Link quality indicators (LQI) are proprietary numbers that give an indication of how good a communication channel is for transmission and correct reception of signals. Most of the existing LQI’s however are unable to discriminate between a noisy channel and a hostile jammer because they are based on energy profile of the received signal. Consider a friendly sensor, Alice, and an eavesdropper Bob all sending messages to a receiver with Bob having ulterior motives to flood the channel and disrupt communication. Figure 1 illustrates a typical channel jamming setup.
Figure 1: Alice transmitting to receiver with a jamming signal from Bob.

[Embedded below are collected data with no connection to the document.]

//! Ranking Service: validate → shortlist → parallel score → sort → truncate.

use std::cmp::Ordering;
use std::sync::Arc;

use chrono::Utc;
use rayon::prelude::*;
use rayon::{ThreadPool, ThreadPoolBuildError, ThreadPoolBuilder};
use tracing::{debug, error, warn};

use crate::matching::error::MatchError;
use crate::matching::index::CandidateIndex;
use crate::matching::scoring::CandidateScorer;
use crate::matching::signature::requirement_signature;
use crate::matching::types::{
    Candidate, MatchBand, MatchScore, Recommendation, RecommendationSet, Requirement,
};
use crate::matching::weights::WeightStore;
use crate::taxonomy::TaxonomyStore;

pub const DEFAULT_TOP_K: usize = 10;

#[derive(Debug, Clone)]
pub struct RankingConfig {
    pub max_top_k: usize,
}

impl Default for RankingConfig {
    fn default() -> Self {
        Self { max_top_k: 50 }
    }
}

/// How strictly a requirement is checked before ranking.
#[derive(Debug, Clone, Copy, PartialEq, Eq)]
pub enum Validation {
    /// Full search: every required field must be present.
    Strict,
    /// Live suggestions: only the sector must resolve.
    Relaxed,
}

/// Builds the bounded scoring pool. `workers == 0` sizes it to available cores.
pub fn build_worker_pool(workers: usize) -> Result<ThreadPool, ThreadPoolBuildError> {
    let workers = if workers == 0 {
        std::thread::available_parallelism()
            .map(|n| n.get())
            .unwrap_or(4)
    } else {
        workers
    };
    ThreadPoolBuilder::new()
        .num_threads(workers)
        .thread_name(|i| format!("match-scorer-{i}"))
        .build()
}

pub struct RankingService {
    taxonomy: Arc<TaxonomyStore>,
    index: Arc<CandidateIndex>,
    weights: Arc<WeightStore>,
    scorer: Arc<dyn CandidateScorer>,
    pool: Arc<ThreadPool>,
    config: RankingConfig,
}

impl RankingService {
    pub fn new(
        taxonomy: Arc<TaxonomyStore>,
        index: Arc<CandidateIndex>,
        weights: Arc<WeightStore>,
        scorer: Arc<dyn CandidateScorer>,
        pool: Arc<ThreadPool>,
        config: RankingConfig,
    ) -> Self {
        Self {
            taxonomy,
            index,
            weights,
            scorer,
            pool,
            config,
        }
    }

    /// Full search. CPU-bound; async callers should run it on a blocking thread.
    pub fn recommend(
        &self,
        requirement: Requirement,
        top_k: usize,
    ) -> Result<RecommendationSet, MatchError> {
        self.rank(requirement, top_k, Validation::Strict)
    }

    pub fn rank(
        &self,
        requirement: Requirement,
        top_k: usize,
        validation: Validation,
    ) -> Result<RecommendationSet, MatchError> {
        self.validate(&requirement, top_k, validation)?;
        let signature = requirement_signature(&requirement);

        let shortlist = match self.index.shortlist(&requirement) {
            Ok(shortlist) => shortlist,
            Err(MatchError::DataUnavailable(reason)) => {
                error!(%reason, sector = %requirement.sector, "Candidate data unavailable; returning degraded empty result");
                return Ok(RecommendationSet::empty(requirement, signature, true));
            }
            Err(other) => return Err(other),
        };

        if shortlist.is_empty() {
            return Ok(RecommendationSet::empty(requirement, signature, false));
        }

        // One weight snapshot for the whole pass.
        let weights = self.weights.snapshot();
        let scorer = self.scorer.as_ref();
        let req = &requirement;

        let mut recommendations: Vec<Recommendation> = self.pool.install(|| {
            (0..shortlist.len())
                .into_par_iter()
                .filter_map(|position| {
                    let candidate = shortlist.get(position)?;
                    match scorer.score(req, candidate, &weights.weights) {
                        Ok(score) => Some(annotate(req, candidate, score)),
                        Err(e) => {
                            warn!(error = %e, candidate_id = %candidate.id, "Skipping candidate that could not be scored");
                            None
                        }
                    }
                })
                .collect()
        });

        recommendations.sort_by(compare_recommendations);
        let total_found = recommendations.len();
        recommendations.truncate(top_k);

        debug!(
            sector = %requirement.sector,
            index_version = shortlist.snapshot_version(),
            shortlisted = shortlist.len(),
            total_found,
            returned = recommendations.len(),
            weights_version = weights.version,
            scorer = scorer.backend(),
            "Ranking pass complete"
        );

        Ok(RecommendationSet {
            requirement,
            requirement_signature: signature,
            total_found,
            recommendations,
            generated_at: Utc::now(),
            degraded: false,
        })
    }

    fn validate(
        &self,
        requirement: &Requirement,
        top_k: usize,
        validation: Validation,
    ) -> Result<(), MatchError> {
        if !self.taxonomy.contains(&requirement.sector) {
            return Err(MatchError::Validation(format!(
                "unknown sector '{}'",
                requirement.sector
            )));
        }
        if validation == Validation::Strict && requirement.training_type.trim().is_empty() {
            return Err(MatchError::Validation(
                "training_type cannot be empty".to_string(),
            ));
        }
        if top_k == 0 || top_k > self.config.max_top_k {
            return Err(MatchError::Validation(format!(
                "top_k must be between 1 and {}",
                self.config.max_top_k
            )));
        }
        if let Some(budget) = requirement.budget_per_hour {
            if !budget.is_finite() || budget < 0.0 {
                return Err(MatchError::Validation(
                    "budget_per_hour must be a non-negative number".to_string(),
                ));
            }
        }
        Ok(())
    }
}

/// Total order for recommendations: overall score desc, rating desc, candidate id asc.
pub fn compare_recommendations(a: &Recommendation, b: &Recommendation) -> Ordering {
    b.score
        .overall_score
        .total_cmp(&a.score.overall_score)
        .then_with(|| b.candidate.rating.total_cmp(&a.candidate.rating))
        .then_with(|| a.candidate.id.cmp(&b.candidate.id))
}

fn annotate(requirement: &Requirement, candidate: &Candidate, score: MatchScore) -> Recommendation {
    Recommendation {
        candidate: candidate.clone(),
        band: MatchBand::from_score(score.overall_score),
        matched_skills: matched_skills(requirement, candidate),
        within_budget: within_budget(requirement, candidate),
        score,
    }
}

/// Requirement skills (original spelling) found case-insensitively in the
/// candidate's tags or certifications.
pub fn matched_skills(requirement: &Requirement, candidate: &Candidate) -> Vec<String> {
    let haystack: Vec<String> = candidate
        .expertise_tags
        .iter()
        .chain(candidate.certifications.iter())
        .map(|t| t.to_lowercase())
        .collect();

    requirement
        .specific_skills
        .iter()
        .filter(|skill| {
            let needle = skill.trim().to_lowercase();
            !needle.is_empty() && haystack.iter().any(|h| h.contains(&needle))
        })
        .cloned()
        .collect()
}

pub fn within_budget(requirement: &Requirement, candidate: &Candidate) -> Option<bool> {
    match (requirement.budget_per_hour, candidate.rate_per_hour) {
        (Some(budget), Some(rate)) => Some(rate <= budget),
        _ => None,
    }
}
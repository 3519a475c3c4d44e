//! Bounded memory of the dimension scores handed out per requirement signature.

use std::collections::{HashMap, VecDeque};

use parking_lot::Mutex;

use crate::matching::types::{DimensionScores, RecommendationSet};

type ServedKey = (String, String);

pub struct ServedScoreLog {
    capacity: usize,
    inner: Mutex<Inner>,
}

#[derive(Default)]
struct Inner {
    scores: HashMap<ServedKey, DimensionScores>,
    /// Insertion order, oldest first, for eviction.
    order: VecDeque<ServedKey>,
    last_signature: Option<String>,
}

impl ServedScoreLog {
    pub fn new(capacity: usize) -> Self {
        Self {
            capacity: capacity.max(1),
            inner: Mutex::new(Inner::default()),
        }
    }

    /// Records every recommendation in `set` and marks its signature as the
    /// most recent search context.
    pub fn remember(&self, set: &RecommendationSet) {
        let mut inner = self.inner.lock();
        for rec in &set.recommendations {
            let key = (set.requirement_signature.clone(), rec.candidate.id.clone());
            if inner.scores.insert(key.clone(), rec.score.dimensions).is_none() {
                inner.order.push_back(key);
            }
        }
        while inner.order.len() > self.capacity {
            if let Some(evicted) = inner.order.pop_front() {
                inner.scores.remove(&evicted);
            }
        }
        inner.last_signature = Some(set.requirement_signature.clone());
    }

    pub fn lookup(&self, signature: &str, candidate_id: &str) -> Option<DimensionScores> {
        self.inner
            .lock()
            .scores
            .get(&(signature.to_string(), candidate_id.to_string()))
            .copied()
    }

    pub fn last_signature(&self) -> Option<String> {
        self.inner.lock().last_signature.clone()
    }

    #[cfg(test)]
    pub fn len(&self) -> usize {
        self.inner.lock().scores.len()
    }
}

We will like to answer the decision problem of whether there is a message sent from Alice without necessarily having success in decoding the sent message. This is similar to determining the LQI to ensure efficient communication. Here we deploy a bank of matched filters to a predetermined physical address of all non-hostile transmitters. Note that these chunks of bytes in the transmitted signal are not part of the signal. The matched filter answers two potential questions: (1) was a packet transmitted? and (2) which device transmitted the packet? The output of the matched filtering stage is fed to downstream blocks for further signal processing. The matched filter implements three tasks:
(i) An energy detection threshold T1 is applied to determine whether a packet was present or not. (ii) If a packet was present, the matched filter output is computed and compared to the previous value from the preceding epoch. The ratio is then compared to a threshold T2 (iii) If steps (i) and (ii) are passed, then, a Pearsons correlation coefficient is computed and compared to a final threshold T3. The implementation at the receiver node is illustrated in Figure 2.
Figure 2: Signal processing blocks at the receiver node.
The algorithm described leads to detecting whether a packet was transmitted and from which source up to signal-to-noise-plus-interference values well below 0dB.